The problem is that existing diagnostic tools are fragmented, expensive, and inaccessible. Our solution is a React + Flask full-stack application where users enter their medical parameters and get instant predictions in under 100 milliseconds.
We trained Random Forest and XGBoost models on validated clinical datasets, deployed on Vercel and Render. The system is live, scalable, and designed to support early detection — which is the most effective way to fight chronic disease. Thank you."
[Slide 1 — Title] "Good [morning/afternoon]. I'm [Your Name], and today I'll present HealthMatrix — a multi-disease prediction system built for the AI for Future Workforce Bootcamp 2026."
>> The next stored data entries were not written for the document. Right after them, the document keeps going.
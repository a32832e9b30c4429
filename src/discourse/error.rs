//! The normalized shape of a remote call's result.
//!
//! A `RemoteClient` never interprets status codes. It returns either the raw
//! HTTP exchange (`RawResponse`, any status) or a `TransportError` when the
//! request never produced a response. Interpretation belongs to the
//! classifier.

use thiserror::Error;

/// An HTTP response as received, before classification.
#[derive(Debug, Clone, PartialEq, Eq)]
pub struct RawResponse {
    pub status: u16,

    /// Canonical reason phrase for `status` ("Not Found", ...).
    pub status_text: String,

    pub body: String,
}

impl RawResponse {
    /// Builds a response with the canonical reason phrase for `status`.
    pub fn new(status: u16, body: impl Into<String>) -> Self {
        RawResponse {
            status,
            status_text: canonical_reason(status).to_string(),
            body: body.into(),
        }
    }

    pub fn is_success(&self) -> bool {
        (200..300).contains(&self.status)
    }
}

/// The request did not reach the server or no response was read.
#[derive(Debug, Clone, Error, PartialEq, Eq)]
#[error("transport error: {message}")]
pub struct TransportError {
    pub message: String,
    pub timed_out: bool,
}

impl TransportError {
    pub fn new(message: impl Into<String>) -> Self {
        TransportError {
            message: message.into(),
            timed_out: false,
        }
    }

    pub fn timeout(message: impl Into<String>) -> Self {
        TransportError {
            message: message.into(),
            timed_out: true,
        }
    }
}

impl From<reqwest::Error> for TransportError {
    fn from(err: reqwest::Error) -> Self {
        if err.is_timeout() {
            TransportError::timeout(err.to_string())
        } else {
            TransportError::new(err.to_string())
        }
    }
}

/// Result of one remote call.
pub type RawResult = Result<RawResponse, TransportError>;

fn canonical_reason(status: u16) -> &'static str {
    reqwest::StatusCode::from_u16(status)
        .ok()
        .and_then(|s| s.canonical_reason())
        .unwrap_or("Unknown Status")
}

#[cfg(test)]
mod tests {
    use super::*;

    #[test]
    fn new_fills_reason_phrase() {
        assert_eq!(RawResponse::new(404, "").status_text, "Not Found");
        assert_eq!(RawResponse::new(422, "").status_text, "Unprocessable Entity");
    }

    #[test]
    fn unknown_status_has_fallback_text() {
        assert_eq!(RawResponse::new(599, "").status_text, "Unknown Status");
    }

    #[test]
    fn success_range() {
        assert!(RawResponse::new(200, "").is_success());
        assert!(RawResponse::new(204, "").is_success());
        assert!(!RawResponse::new(301, "").is_success());
        assert!(!RawResponse::new(500, "").is_success());
    }

    #[test]
    fn transport_error_display() {
        let err = TransportError::timeout("operation timed out");
        assert!(err.timed_out);
        assert_eq!(err.to_string(), "transport error: operation timed out");
    }
}
use std::collections::BTreeMap;
use std::sync::{Arc, Mutex, PoisonError};

use super::{PostStore, Result};
use crate::types::{PostId, SyncedPost};

/// Volatile store shared by every clone.
#[derive(Debug, Clone, Default)]
pub struct MemoryStore {
    posts: Arc<Mutex<BTreeMap<PostId, SyncedPost>>>,
}

impl MemoryStore {
    pub fn new() -> Self {
        Self::default()
    }

    fn posts(&self) -> std::sync::MutexGuard<'_, BTreeMap<PostId, SyncedPost>> {
        self.posts.lock().unwrap_or_else(PoisonError::into_inner)
    }
}

impl PostStore for MemoryStore {
    fn load(&self, id: PostId) -> Result<Option<SyncedPost>> {
        Ok(self.posts().get(&id).cloned())
    }

    fn save(&self, post: &SyncedPost) -> Result<()> {
        self.posts().insert(post.local_id, post.clone());
        Ok(())
    }

    fn update(&self, id: PostId, f: &mut dyn FnMut(&mut SyncedPost)) -> Result<SyncedPost> {
        let mut posts = self.posts();
        let post = posts
            .entry(id)
            .or_insert_with(|| SyncedPost::new(id, String::new()));
        f(post);
        Ok(post.clone())
    }

    fn all(&self) -> Result<Vec<SyncedPost>> {
        Ok(self.posts().values().cloned().collect())
    }
}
[Slide 2 — Problem] "The problem we're solving is fragmented healthcare diagnosis. Today, if you want to check for diabetes, heart disease, kidney disease, and Alzheimer's, you need four different specialists, multiple tests, and weeks of waiting. This is expensive, slow, and inaccessible — especially in rural areas. Over 422 million people have diabetes, 17.9 million die from cardiovascular disease annually. Early detection is critical."
[Slide 3-4 — Solution] "Our solution is HealthMatrix — one platform, four diseases, instant results. Users enter their medical parameters, and our ML models return a prediction in under 100 milliseconds. We used Random Forest for three diseases and XGBoost for kidney disease."
[Slide 5-6 — Architecture & Stack] "The system is a three-tier architecture: React frontend on Vercel, Flask backend on Render, and four serialized ML models. We used Scikit-learn, XGBoost, Pandas, and StandardScaler for the ML pipeline."
[Slide 7-8 — Methodology & Features] "Our ML pipeline covers data collection, preprocessing with KNN Imputer and StandardScaler, model training, evaluation, and deployment. The standout feature is the 4-in-1 approach — no other tool in this space covers all four diseases in one deployed application."
[Slide 10-11 — Results & Challenges] "Key finding: feature scaling significantly improved accuracy. The biggest challenge was the kidney dataset's missing values — solved with KNN Imputer. We also learned that real-world ML is 80% data engineering."
[Slide 12 — Conclusion] "To conclude, HealthMatrix is a fully deployed, production-ready system. Future plans include deep learning for image-based diagnosis, more disease modules, and EHR integration. Our goal: make early disease detection accessible to everyone. Thank you — happy to take questions."